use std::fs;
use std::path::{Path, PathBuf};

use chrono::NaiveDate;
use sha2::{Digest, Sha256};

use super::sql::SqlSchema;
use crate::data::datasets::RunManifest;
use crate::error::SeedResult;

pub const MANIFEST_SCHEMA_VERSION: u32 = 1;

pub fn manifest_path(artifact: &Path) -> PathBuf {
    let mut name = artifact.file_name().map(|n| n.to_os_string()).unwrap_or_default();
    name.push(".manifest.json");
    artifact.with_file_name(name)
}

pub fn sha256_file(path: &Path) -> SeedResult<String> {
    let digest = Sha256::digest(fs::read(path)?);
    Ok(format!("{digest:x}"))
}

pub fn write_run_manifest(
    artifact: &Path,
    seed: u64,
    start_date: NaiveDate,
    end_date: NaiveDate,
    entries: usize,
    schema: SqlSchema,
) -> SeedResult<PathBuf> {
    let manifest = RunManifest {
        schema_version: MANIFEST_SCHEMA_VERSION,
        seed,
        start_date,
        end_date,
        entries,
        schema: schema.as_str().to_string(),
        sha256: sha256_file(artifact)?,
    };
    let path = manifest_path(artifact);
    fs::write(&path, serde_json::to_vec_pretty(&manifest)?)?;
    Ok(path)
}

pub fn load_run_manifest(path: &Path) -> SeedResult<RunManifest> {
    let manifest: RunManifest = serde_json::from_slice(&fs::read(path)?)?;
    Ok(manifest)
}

--

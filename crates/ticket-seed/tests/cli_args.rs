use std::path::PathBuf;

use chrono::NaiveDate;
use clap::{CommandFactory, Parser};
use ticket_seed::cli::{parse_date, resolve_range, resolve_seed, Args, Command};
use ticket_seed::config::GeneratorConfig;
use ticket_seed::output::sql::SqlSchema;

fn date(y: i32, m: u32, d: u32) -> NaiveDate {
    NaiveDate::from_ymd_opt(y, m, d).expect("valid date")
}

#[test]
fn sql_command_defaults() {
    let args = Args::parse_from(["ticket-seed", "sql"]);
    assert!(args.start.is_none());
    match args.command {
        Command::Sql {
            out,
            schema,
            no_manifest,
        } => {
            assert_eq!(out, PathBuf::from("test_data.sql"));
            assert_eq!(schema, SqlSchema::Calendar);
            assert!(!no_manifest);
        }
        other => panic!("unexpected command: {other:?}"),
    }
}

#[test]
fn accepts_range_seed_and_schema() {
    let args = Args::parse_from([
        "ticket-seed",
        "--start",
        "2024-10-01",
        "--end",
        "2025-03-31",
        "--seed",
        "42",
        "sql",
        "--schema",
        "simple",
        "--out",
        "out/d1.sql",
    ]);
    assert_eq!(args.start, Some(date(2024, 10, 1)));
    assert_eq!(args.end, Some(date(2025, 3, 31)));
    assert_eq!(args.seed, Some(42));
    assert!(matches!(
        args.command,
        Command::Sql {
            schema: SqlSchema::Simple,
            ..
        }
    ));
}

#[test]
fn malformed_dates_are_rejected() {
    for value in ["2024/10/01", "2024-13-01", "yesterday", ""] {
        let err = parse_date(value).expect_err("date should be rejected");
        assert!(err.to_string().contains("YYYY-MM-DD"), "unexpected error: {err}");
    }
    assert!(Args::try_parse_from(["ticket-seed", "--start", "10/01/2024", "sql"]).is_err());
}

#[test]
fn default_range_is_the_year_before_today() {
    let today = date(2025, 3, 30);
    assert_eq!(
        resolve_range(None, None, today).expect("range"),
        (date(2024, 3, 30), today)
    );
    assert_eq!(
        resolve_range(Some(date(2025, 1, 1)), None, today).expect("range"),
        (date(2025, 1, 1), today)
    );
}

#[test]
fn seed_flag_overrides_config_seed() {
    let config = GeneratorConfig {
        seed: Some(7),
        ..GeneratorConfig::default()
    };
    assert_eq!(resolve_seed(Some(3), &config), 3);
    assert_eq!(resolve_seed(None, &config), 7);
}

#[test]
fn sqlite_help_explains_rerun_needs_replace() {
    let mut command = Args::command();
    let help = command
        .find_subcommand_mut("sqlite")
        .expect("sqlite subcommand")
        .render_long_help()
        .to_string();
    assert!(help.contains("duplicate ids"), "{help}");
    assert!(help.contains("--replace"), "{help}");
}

Instructions for the task> Proceeding from the line containing "use std::fs;" through the line containing "let path = manifest_path(artifact);", transcribe the lines above exactly, both end lines included.

Answer space>
use std::fs;
use std::path::{Path, PathBuf};

use chrono::NaiveDate;
use sha2::{Digest, Sha256};

use super::sql::SqlSchema;
use crate::data::datasets::RunManifest;
use crate::error::SeedResult;

pub const MANIFEST_SCHEMA_VERSION: u32 = 1;

pub fn manifest_path(artifact: &Path) -> PathBuf {
    let mut name = artifact.file_name().map(|n| n.to_os_string()).unwrap_or_default();
    name.push(".manifest.json");
    artifact.with_file_name(name)
}

pub fn sha256_file(path: &Path) -> SeedResult<String> {
    let digest = Sha256::digest(fs::read(path)?);
    Ok(format!("{digest:x}"))
}

pub fn write_run_manifest(
    artifact: &Path,
    seed: u64,
    start_date: NaiveDate,
    end_date: NaiveDate,
    entries: usize,
    schema: SqlSchema,
) -> SeedResult<PathBuf> {
    let manifest = RunManifest {
        schema_version: MANIFEST_SCHEMA_VERSION,
        seed,
        start_date,
        end_date,
        entries,
        schema: schema.as_str().to_string(),
        sha256: sha256_file(artifact)?,
    };
    let path = manifest_path(artifact);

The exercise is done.